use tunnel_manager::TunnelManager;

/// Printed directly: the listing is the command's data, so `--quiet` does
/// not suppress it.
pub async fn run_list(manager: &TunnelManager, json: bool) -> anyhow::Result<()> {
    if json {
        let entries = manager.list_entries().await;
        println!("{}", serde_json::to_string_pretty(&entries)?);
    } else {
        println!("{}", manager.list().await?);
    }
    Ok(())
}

WORK TASK ->
Quote every line of the data, word for word.

TASK RESULT ->
use tunnel_manager::TunnelManager;

/// Printed directly: the listing is the command's data, so `--quiet` does
/// not suppress it.
pub async fn run_list(manager: &TunnelManager, json: bool) -> anyhow::Result<()> {
    if json {
        let entries = manager.list_entries().await;
        println!("{}", serde_json::to_string_pretty(&entries)?);
    } else {
        println!("{}", manager.list().await?);
    }
    Ok(())
}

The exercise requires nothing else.